WORK INSTRUCTION — Copy out every line in the entries below that includes "PerkSelection".

Stored items:

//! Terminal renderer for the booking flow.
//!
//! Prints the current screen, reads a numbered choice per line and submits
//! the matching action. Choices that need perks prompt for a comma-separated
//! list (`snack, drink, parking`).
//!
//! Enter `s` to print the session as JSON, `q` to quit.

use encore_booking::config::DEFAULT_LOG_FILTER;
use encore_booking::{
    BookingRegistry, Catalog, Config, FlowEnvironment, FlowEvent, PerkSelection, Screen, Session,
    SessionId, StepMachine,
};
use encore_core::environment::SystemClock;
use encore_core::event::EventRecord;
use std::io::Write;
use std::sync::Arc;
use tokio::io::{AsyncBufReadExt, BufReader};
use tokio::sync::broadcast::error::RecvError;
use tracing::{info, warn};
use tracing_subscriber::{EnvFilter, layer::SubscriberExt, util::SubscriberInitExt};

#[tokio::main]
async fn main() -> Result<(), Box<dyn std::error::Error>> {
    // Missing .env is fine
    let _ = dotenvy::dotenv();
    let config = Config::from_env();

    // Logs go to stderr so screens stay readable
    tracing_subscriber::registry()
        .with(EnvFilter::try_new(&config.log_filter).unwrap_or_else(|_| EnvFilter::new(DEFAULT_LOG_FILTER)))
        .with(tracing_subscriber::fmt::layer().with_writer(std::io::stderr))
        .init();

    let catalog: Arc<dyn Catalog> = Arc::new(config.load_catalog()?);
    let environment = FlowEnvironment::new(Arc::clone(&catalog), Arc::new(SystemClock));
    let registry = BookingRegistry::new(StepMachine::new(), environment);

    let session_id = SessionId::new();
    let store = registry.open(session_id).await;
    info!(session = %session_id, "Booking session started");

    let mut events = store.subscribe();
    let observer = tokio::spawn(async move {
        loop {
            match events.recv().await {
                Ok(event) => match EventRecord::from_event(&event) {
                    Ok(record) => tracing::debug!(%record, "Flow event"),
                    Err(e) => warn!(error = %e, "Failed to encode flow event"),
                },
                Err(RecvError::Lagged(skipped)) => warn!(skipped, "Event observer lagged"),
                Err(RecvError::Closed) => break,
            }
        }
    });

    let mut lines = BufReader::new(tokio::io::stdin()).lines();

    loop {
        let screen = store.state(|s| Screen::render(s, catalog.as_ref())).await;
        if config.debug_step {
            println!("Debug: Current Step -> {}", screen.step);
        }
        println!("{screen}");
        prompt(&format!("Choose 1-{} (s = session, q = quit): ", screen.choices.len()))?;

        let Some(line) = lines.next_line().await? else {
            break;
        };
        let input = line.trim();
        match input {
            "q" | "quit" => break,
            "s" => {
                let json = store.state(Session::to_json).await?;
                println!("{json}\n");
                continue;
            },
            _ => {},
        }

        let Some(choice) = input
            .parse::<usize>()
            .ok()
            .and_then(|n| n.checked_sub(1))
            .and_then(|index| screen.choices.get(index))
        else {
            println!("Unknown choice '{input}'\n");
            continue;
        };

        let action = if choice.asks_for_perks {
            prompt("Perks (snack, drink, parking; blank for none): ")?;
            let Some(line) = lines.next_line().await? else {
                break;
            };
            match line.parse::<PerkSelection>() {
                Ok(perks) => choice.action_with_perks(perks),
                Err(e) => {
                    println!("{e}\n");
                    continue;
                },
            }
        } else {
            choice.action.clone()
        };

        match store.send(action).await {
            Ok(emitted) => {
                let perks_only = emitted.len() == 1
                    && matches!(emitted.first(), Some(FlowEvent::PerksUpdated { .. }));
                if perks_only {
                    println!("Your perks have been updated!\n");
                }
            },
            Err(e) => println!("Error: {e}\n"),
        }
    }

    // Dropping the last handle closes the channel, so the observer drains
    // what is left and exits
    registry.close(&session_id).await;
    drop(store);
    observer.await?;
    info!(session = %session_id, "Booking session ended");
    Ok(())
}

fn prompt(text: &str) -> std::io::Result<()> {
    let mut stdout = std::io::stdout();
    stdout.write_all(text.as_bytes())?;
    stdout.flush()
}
---
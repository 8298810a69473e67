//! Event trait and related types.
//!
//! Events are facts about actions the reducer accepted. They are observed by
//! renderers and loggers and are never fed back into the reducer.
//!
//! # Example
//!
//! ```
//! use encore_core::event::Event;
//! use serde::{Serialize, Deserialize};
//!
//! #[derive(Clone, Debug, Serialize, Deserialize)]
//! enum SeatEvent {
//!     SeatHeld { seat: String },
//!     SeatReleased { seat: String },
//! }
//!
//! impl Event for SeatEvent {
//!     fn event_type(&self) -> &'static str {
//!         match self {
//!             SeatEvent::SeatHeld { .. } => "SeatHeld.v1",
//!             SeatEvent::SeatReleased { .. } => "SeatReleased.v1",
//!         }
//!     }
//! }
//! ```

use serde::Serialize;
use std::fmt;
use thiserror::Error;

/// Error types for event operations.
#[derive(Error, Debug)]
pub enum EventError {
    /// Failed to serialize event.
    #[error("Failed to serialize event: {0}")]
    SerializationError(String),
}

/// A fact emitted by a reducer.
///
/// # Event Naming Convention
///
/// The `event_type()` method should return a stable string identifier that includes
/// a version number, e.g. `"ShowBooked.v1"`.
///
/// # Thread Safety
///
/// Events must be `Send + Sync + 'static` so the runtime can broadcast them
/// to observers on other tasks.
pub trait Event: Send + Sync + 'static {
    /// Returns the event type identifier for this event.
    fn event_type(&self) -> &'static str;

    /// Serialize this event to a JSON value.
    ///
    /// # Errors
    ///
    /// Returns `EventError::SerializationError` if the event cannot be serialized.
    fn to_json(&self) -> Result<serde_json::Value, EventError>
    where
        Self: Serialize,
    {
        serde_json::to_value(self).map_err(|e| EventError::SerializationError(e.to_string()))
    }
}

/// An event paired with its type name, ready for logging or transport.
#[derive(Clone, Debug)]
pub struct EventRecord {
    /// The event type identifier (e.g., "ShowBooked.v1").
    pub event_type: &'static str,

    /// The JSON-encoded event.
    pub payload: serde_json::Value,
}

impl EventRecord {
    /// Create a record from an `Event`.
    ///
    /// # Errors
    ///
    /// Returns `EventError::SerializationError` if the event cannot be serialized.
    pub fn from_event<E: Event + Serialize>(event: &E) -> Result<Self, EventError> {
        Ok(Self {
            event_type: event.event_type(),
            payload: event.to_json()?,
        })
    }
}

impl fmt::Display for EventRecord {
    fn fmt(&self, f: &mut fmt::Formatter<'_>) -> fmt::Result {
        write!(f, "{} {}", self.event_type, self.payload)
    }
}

RESPONSE BELOW —
    BookingRegistry, Catalog, Config, FlowEnvironment, FlowEvent, PerkSelection, Screen, Session,
            match line.parse::<PerkSelection>() {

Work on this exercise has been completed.